What is the function of the turbo?
An engine needs air to burn fuel. The more air an engine gets, the more fuel it can burn. A turbocharger gives an engine more air. This improves engine performance without adding more displacement. The turbo is sometimes called exhaust gas turbo. This is because a turbocharger is powered by exhaust gases. Thus, a turbocharger provides better airflow to the engine, improving performance.
How exactly does a turbo work?
A turbo can be compared to a water wheel. Then replace the water with exhaust for a while. The exhaust gas stream then drives a turbine wheel. The turbine wheel is connected to the compressor wheel. The compressor wheel allows more fresh air to enter the car’s intake system. This provides more power.

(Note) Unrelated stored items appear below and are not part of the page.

//! Router assembly: routes plus the shared middleware stack.
//!
//! Kept out of `main.rs` so integration tests can build the exact app the
//! binary serves.

use std::time::Duration;

use axum::http::header::{AUTHORIZATION, CONTENT_TYPE};
use axum::http::{HeaderName, Method, StatusCode};
use axum::Router;
use tower_http::catch_panic::CatchPanicLayer;
use tower_http::cors::CorsLayer;
use tower_http::request_id::{MakeRequestUuid, PropagateRequestIdLayer, SetRequestIdLayer};
use tower_http::timeout::TimeoutLayer;
use tower_http::trace::{DefaultMakeSpan, DefaultOnResponse, TraceLayer};
use tracing::Level;

use crate::config::ServerConfig;
use crate::routes;
use crate::state::AppState;

/// Build the full application router with the middleware stack applied.
pub fn build(state: AppState) -> Router {
    let cors = build_cors_layer(&state.config);
    let request_id_header = HeaderName::from_static("x-request-id");

    Router::new()
        // Health check at root level (not under /api/v1).
        .merge(routes::health::router())
        // API v1 routes.
        .nest("/api/v1", routes::api_routes())
        // -- Middleware stack (applied bottom-up) --
        // Panic recovery: catch panics and return 500 JSON.
        .layer(CatchPanicLayer::new())
        // Request timeout.
        .layer(TimeoutLayer::with_status_code(
            StatusCode::REQUEST_TIMEOUT,
            Duration::from_secs(state.config.request_timeout_secs),
        ))
        // Propagate request ID to response.
        .layer(PropagateRequestIdLayer::new(request_id_header.clone()))
        // Structured request/response tracing.
        .layer(
            TraceLayer::new_for_http()
                .make_span_with(DefaultMakeSpan::new().level(Level::INFO))
                .on_response(DefaultOnResponse::new().level(Level::INFO)),
        )
        // Set request ID on incoming requests.
        .layer(SetRequestIdLayer::new(request_id_header, MakeRequestUuid))
        // CORS.
        .layer(cors)
        // Shared state.
        .with_state(state)
}

/// Build the CORS middleware layer from server configuration.
///
/// Panics at startup if any configured origin is invalid, which is the
/// desired behaviour -- we want misconfiguration to fail fast.
fn build_cors_layer(config: &ServerConfig) -> CorsLayer {
    let origins: Vec<_> = config
        .cors_origins
        .iter()
        .map(|o| {
            o.parse()
                .unwrap_or_else(|e| panic!("Invalid CORS origin '{o}': {e}"))
        })
        .collect();

    CorsLayer::new()
        .allow_origin(origins)
        .allow_methods([Method::GET, Method::POST, Method::PUT, Method::DELETE])
        .allow_headers([CONTENT_TYPE, AUTHORIZATION])
        .allow_credentials(true)
        .max_age(Duration::from_secs(3600))
}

You will find the shaft with the compressor wheel and the turbine wheel in the bearing housing. The bearing housing, is part of the interior. A turbo only works if there is sufficient exhaust gas flow. The time it takes for the turbo to reach revs is called the turbo lag. In modern cars, this turbo lag is prevented, by means of a computer. There are also turbochargers that are electrically driven, so there is no turbo lag at all.
How long does a turbo last?
In order to keep the turbo good for as long as possible, good lubrication of the turbo shaft is very important. What you can do yourself to make your turbo wear less is to let the engine get up to temperature well before you push the throttle deeper. Is your car consuming more oil than usual or is there a lot of smoke coming from your exhaust? Then drive by the garage, to have your turbo checked.
Why does a turbo sometimes make noise?
With some turbocharged engines, you hear a certain sound when you take your foot off the gas pedal. In English, this sound is often called a “turbo flutter. This whistling sound is due to the engine’s throttle closing. The pressure of the air given by the turbo then has nowhere to go. This air then goes back into the turbo because it has nowhere else to go. The precise sound is the air passing the compressor wheel.